Baig: The same reason why we focus so much on educating boys and young men; it increases the chances for financial independence, which in turn results in individual autonomy and empowerment. When one gender is not given equal access to education in their early years, it automatically deprives them of equal opportunity and a level playing field in the later stages.
While education may not always be a necessary requirement for financial empowerment of an individual in Pakistan, it certainly expands one’s mind and exposure beyond that of their households. This is extremely important as, culturally, most Pakistani girls and women’s mobility is severely restricted by their families.
Education also enables one to acquire skills necessary for active and independent public participation and social life, increasing one’s chances for securing financial independence. Most importantly, education enhances one’s ability to think and speak coherently, a tool essential for women to effectively advocate for their rights before any forum, be it their male relatives or their workplace employers.
How has being a single mother impacted your approach and commitment to this work?
Baig: While I questioned my status as a second-class citizen throughout my life, becoming a mother to a girl indeed strengthened my will to first, regardless of all forms of opposition I face, fully and freely exercise my own rights — rights that are as inherent as my very own existence and did not need to be granted — and second to play any part I can to make this world more equitable towards girls and women.
One of my favorite scholars, Professor Catherine A. MacKinnon, whom I later had the pleasure to meet at a conference in Berkeley, had already instilled in my mind the idea that the laws and legal justice system were inherently biased. Experiencing the legal system in Pakistan first as a litigant and later as a lawyer further substantiated my views.
Hence it wasn’t just being a single mother in Pakistan and trying to live a “normal” life while being perceived and treated as a taboo. It was also the experience of going through the legal process as a female litigant and a mother at the mercy of archaic laws — laws lacking female perspective — that confirmed to me how the world and the legal system was, in fact, designed by men and, in effect, severely discriminatory towards women.
What sparked your interest in Berkeley Law’s LL.M. Program?
Baig: Due to domestic constraints, I was only able to do an online, external undergraduate degree in law. When I decided to pursue a Master of Laws, I looked toward the highest ranked universities in the U.S., with a specific goal to acquire professional skills and an on-campus experience that could give me the skill set required to successfully navigate my way through the global landscape. Of all the schools that accepted my application, Berkeley Law was the only one that offered a program flexible enough for me to attend law school while fulfilling my responsibilities as a mother back home.

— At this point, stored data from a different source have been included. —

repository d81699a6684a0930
//! CLI command implementations.

pub(crate) mod build;
pub(crate) mod convert;

pub(crate) use build::BuildArgs;
pub(crate) use convert::ConvertArgs;
//! Contentful REST API client.
//!
//! Provides a sync HTTP client for the Content Delivery API (published
//! content) and the Content Preview API (drafts), authenticated with a
//! bearer token. Collection requests are cached in memory.

mod entries;

use std::time::Duration;

use tracing::info;
use ureq::Agent;

use folio_config::{ContentfulConfig, Mode};

use crate::cache::{CacheStats, RequestCache};
use crate::error::CmsError;

/// Delivery API host.
const DELIVERY_URL: &str = "https://cdn.contentful.com";

/// Preview API host.
const PREVIEW_URL: &str = "https://preview.contentful.com";

/// Contentful REST API client.
pub struct ContentfulClient {
    agent: Agent,
    base_url: String,
    space_id: String,
    environment: String,
    token: String,
    cache: RequestCache,
}

impl ContentfulClient {
    /// Create client from validated config values.
    ///
    /// # Errors
    ///
    /// Returns [`CmsError::Config`] if the section is incomplete or the token
    /// for the configured mode is missing.
    pub fn from_config(config: &ContentfulConfig) -> Result<Self, CmsError> {
        config.validate()?;
        let token = config.active_token()?;

        let client = Self::new(
            base_url_for(config.mode),
            &config.space_id,
            &config.environment,
            token,
            config.timeout(),
            config.cache_ttl(),
        );

        info!(
            space_id = %config.space_id,
            mode = %config.mode,
            cache_ttl = config.cache_ttl,
            "Contentful client initialized"
        );

        Ok(client)
    }

    /// Create client against an explicit API host.
    #[must_use]
    pub fn new(
        base_url: &str,
        space_id: &str,
        environment: &str,
        token: &str,
        timeout: Duration,
        cache_ttl: Duration,
    ) -> Self {
        let agent = Agent::config_builder()
            .timeout_global(Some(timeout))
            .http_status_as_error(false)
            .build()
            .into();

        Self {
            agent,
            base_url: base_url.trim_end_matches('/').to_owned(),
            space_id: space_id.to_owned(),
            environment: environment.to_owned(),
            token: token.to_owned(),
            cache: RequestCache::new(cache_ttl),
        }
    }

    /// Drop all cached requests, returning how many were removed.
    pub fn clear_cache(&self) -> usize {
        let removed = self.cache.clear();
        info!(removed, "Cache cleared");
        removed
    }

    /// Current cache usage.
    #[must_use]
    pub fn cache_stats(&self) -> CacheStats {
        self.cache.stats()
    }

    /// Get the environment-scoped API base URL.
    fn api_url(&self) -> String {
        format!(
            "{}/spaces/{}/environments/{}",
            self.base_url, self.space_id, self.environment
        )
    }

    fn auth_header(&self) -> String {
        format!("Bearer {}", self.token)
    }
}

/// API host serving the given mode.
#[must_use]
pub fn base_url_for(mode: Mode) -> &'static str {
    match mode {
        Mode::Production => DELIVERY_URL,
        Mode::Preview => PREVIEW_URL,
    }
}

#[cfg(test)]
mod tests {
    use pretty_assertions::assert_eq;

    use super::*;

    fn config(mode: Mode) -> ContentfulConfig {
        ContentfulConfig {
            space_id: "space".to_owned(),
            access_token: "delivery".to_owned(),
            preview_token: "preview".to_owned(),
            mode,
            ..Default::default()
        }
    }

    #[test]
    fn test_base_url_for_mode() {
        assert_eq!(base_url_for(Mode::Production), "https://cdn.contentful.com");
        assert_eq!(
            base_url_for(Mode::Preview),
            "https://preview.contentful.com"
        );
    }

    #[test]
    fn test_from_config_uses_mode_token() {
        let client = ContentfulClient::from_config(&config(Mode::Preview)).unwrap();
        assert_eq!(client.auth_header(), "Bearer preview");
        assert_eq!(
            client.api_url(),
            "https://preview.contentful.com/spaces/space/environments/master"
        );

        let client = ContentfulClient::from_config(&config(Mode::Production)).unwrap();
        assert_eq!(client.auth_header(), "Bearer delivery");
    }

    #[test]
    fn test_from_config_rejects_missing_token() {
        let config = ContentfulConfig {
            preview_token: String::new(),
            ..config(Mode::Preview)
        };
        let result = ContentfulClient::from_config(&config);
        assert!(matches!(result, Err(CmsError::Config(_))));
    }

    #[test]
    fn test_new_trims_trailing_slash() {
        let client = ContentfulClient::new(
            "http://localhost:8080/",
            "s",
            "staging",
            "t",
            Duration::from_secs(1),
            Duration::from_secs(1),
        );
        assert_eq!(
            client.api_url(),
            "http://localhost:8080/spaces/s/environments/staging"
        );
    }

    #[test]
    fn test_cache_starts_empty() {
        let client = ContentfulClient::from_config(&config(Mode::Production)).unwrap();
        let stats = client.cache_stats();
        assert_eq!(stats.cached_requests, 0);
        assert_eq!(stats.ttl, Duration::from_secs(300));
        assert_eq!(client.clear_cache(), 0);
    }
}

What was the most meaningful aspect of your time here, and how did it shape your professional path?
Baig: For me, every day was as meaningful as it could get. Dean (Erwin) Chemerinsky’s inspiring combination of exceptional intellect and humility will always be a benchmark for me. Our professors, each and every one, taught us the best professional education you could acquire but also trained our minds to think, analyze, and question the world in a manner that, to this day, stands out. It was a dream come true; I sat alongside the greatest intellects from around the world and was taught by the sharpest of minds.
Every single experience, from participating in class discussions and bag lunches arranged by the Advanced Degree Programs Office to organizing events as a member of Student Organization for Advanced Legal Students and collaborations with the Alumni Relations Office, played a significant role in bringing about the person that I am today and all that I’ve accomplished so far.
I also made some of the most meaningful and rewarding friendships at Berkeley, which have only grown stronger since.